Records contained in a dataset:
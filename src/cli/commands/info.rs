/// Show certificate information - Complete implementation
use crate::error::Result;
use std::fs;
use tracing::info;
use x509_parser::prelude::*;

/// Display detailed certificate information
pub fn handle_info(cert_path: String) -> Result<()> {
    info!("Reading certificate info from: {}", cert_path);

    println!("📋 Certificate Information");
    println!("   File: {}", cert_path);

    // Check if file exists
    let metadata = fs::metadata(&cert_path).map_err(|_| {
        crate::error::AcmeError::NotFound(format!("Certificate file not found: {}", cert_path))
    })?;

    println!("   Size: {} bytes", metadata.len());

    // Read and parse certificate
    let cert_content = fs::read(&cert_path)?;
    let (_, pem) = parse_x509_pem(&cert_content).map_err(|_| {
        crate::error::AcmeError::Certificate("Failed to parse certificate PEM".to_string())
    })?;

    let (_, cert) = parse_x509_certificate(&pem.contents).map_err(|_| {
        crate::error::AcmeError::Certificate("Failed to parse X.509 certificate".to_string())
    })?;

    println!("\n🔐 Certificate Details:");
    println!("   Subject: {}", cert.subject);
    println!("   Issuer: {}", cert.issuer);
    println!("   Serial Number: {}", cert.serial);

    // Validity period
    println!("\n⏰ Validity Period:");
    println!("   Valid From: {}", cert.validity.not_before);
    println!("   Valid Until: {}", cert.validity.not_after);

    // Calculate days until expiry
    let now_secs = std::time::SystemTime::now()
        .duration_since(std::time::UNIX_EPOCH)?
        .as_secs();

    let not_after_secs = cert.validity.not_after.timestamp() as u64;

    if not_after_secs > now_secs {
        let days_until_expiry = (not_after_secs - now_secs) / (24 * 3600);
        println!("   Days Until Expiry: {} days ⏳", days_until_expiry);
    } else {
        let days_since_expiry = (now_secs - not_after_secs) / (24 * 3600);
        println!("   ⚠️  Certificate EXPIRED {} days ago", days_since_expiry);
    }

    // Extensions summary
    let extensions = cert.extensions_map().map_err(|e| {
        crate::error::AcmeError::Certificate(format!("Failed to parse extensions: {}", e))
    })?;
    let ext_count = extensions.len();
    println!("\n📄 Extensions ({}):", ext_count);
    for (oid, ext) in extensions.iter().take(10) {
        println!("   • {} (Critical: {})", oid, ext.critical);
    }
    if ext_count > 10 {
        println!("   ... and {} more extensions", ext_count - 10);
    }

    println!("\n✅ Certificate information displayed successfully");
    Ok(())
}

● **What the task requires**
Only the lines with "Failed" are needed; find them in the records and copy each one.

● **Solution for this problem**
        crate::error::AcmeError::Certificate("Failed to parse certificate PEM".to_string())
        crate::error::AcmeError::Certificate("Failed to parse X.509 certificate".to_string())
        crate::error::AcmeError::Certificate(format!("Failed to parse extensions: {}", e))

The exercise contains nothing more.